──────── Source material ────────

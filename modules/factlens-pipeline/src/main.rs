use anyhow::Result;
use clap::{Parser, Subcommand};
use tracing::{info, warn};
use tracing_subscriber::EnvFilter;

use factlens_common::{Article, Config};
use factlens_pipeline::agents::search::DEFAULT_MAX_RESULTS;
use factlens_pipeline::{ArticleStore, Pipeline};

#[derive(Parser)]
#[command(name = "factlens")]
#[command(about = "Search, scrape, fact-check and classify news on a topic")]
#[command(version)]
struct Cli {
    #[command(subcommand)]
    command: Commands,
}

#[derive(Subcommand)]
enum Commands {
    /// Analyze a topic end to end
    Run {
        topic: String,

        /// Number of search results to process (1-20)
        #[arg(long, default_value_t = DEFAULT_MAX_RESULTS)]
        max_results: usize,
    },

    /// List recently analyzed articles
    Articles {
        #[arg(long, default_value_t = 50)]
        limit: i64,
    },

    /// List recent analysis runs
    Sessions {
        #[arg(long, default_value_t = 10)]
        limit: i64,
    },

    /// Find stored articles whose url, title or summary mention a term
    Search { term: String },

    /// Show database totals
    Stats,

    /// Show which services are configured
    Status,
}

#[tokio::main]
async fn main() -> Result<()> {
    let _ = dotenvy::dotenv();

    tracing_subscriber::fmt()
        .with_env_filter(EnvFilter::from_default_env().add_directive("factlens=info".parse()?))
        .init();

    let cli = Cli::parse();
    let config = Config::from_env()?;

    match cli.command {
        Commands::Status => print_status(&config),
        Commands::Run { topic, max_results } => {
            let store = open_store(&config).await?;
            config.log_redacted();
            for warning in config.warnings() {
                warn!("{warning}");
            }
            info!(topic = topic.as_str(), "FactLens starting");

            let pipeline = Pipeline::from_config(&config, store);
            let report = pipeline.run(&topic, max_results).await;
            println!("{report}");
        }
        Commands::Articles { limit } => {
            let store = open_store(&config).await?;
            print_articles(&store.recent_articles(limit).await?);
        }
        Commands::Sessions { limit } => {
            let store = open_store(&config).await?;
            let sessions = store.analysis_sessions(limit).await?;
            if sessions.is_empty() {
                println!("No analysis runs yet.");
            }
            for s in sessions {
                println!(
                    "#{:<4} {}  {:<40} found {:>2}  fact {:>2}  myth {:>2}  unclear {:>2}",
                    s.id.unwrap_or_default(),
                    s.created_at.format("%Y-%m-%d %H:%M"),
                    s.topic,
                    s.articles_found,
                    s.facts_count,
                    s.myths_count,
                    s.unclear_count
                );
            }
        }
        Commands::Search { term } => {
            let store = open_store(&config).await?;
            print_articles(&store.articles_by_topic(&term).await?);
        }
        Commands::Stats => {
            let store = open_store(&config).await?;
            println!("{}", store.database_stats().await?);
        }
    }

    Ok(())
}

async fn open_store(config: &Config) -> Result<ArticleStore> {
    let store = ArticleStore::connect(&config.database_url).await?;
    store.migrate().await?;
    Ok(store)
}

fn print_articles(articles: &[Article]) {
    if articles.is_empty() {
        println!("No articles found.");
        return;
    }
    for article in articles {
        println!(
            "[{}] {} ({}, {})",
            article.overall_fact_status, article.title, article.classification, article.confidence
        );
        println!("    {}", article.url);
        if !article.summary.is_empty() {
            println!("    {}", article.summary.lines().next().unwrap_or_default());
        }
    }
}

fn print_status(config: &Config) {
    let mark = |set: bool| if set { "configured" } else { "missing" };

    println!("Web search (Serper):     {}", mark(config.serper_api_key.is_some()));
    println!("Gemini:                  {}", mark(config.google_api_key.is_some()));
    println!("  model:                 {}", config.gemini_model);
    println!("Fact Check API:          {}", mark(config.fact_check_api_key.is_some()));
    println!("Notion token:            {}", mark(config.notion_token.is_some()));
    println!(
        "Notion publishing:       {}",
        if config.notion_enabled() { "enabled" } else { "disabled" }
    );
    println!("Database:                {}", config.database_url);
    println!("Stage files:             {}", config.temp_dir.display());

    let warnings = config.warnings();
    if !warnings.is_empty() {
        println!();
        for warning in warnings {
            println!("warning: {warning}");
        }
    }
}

────────

Goal of the exercise - Within the material above, the line with "s.unclear_count" opens the range and the line with "let store = ArticleStore::connect(&config.database_url).await?;" closes it; reproduce that range word for word.

Solution below -
                    s.unclear_count
                );
            }
        }
        Commands::Search { term } => {
            let store = open_store(&config).await?;
            print_articles(&store.articles_by_topic(&term).await?);
        }
        Commands::Stats => {
            let store = open_store(&config).await?;
            println!("{}", store.database_stats().await?);
        }
    }

    Ok(())
}

async fn open_store(config: &Config) -> Result<ArticleStore> {
    let store = ArticleStore::connect(&config.database_url).await?;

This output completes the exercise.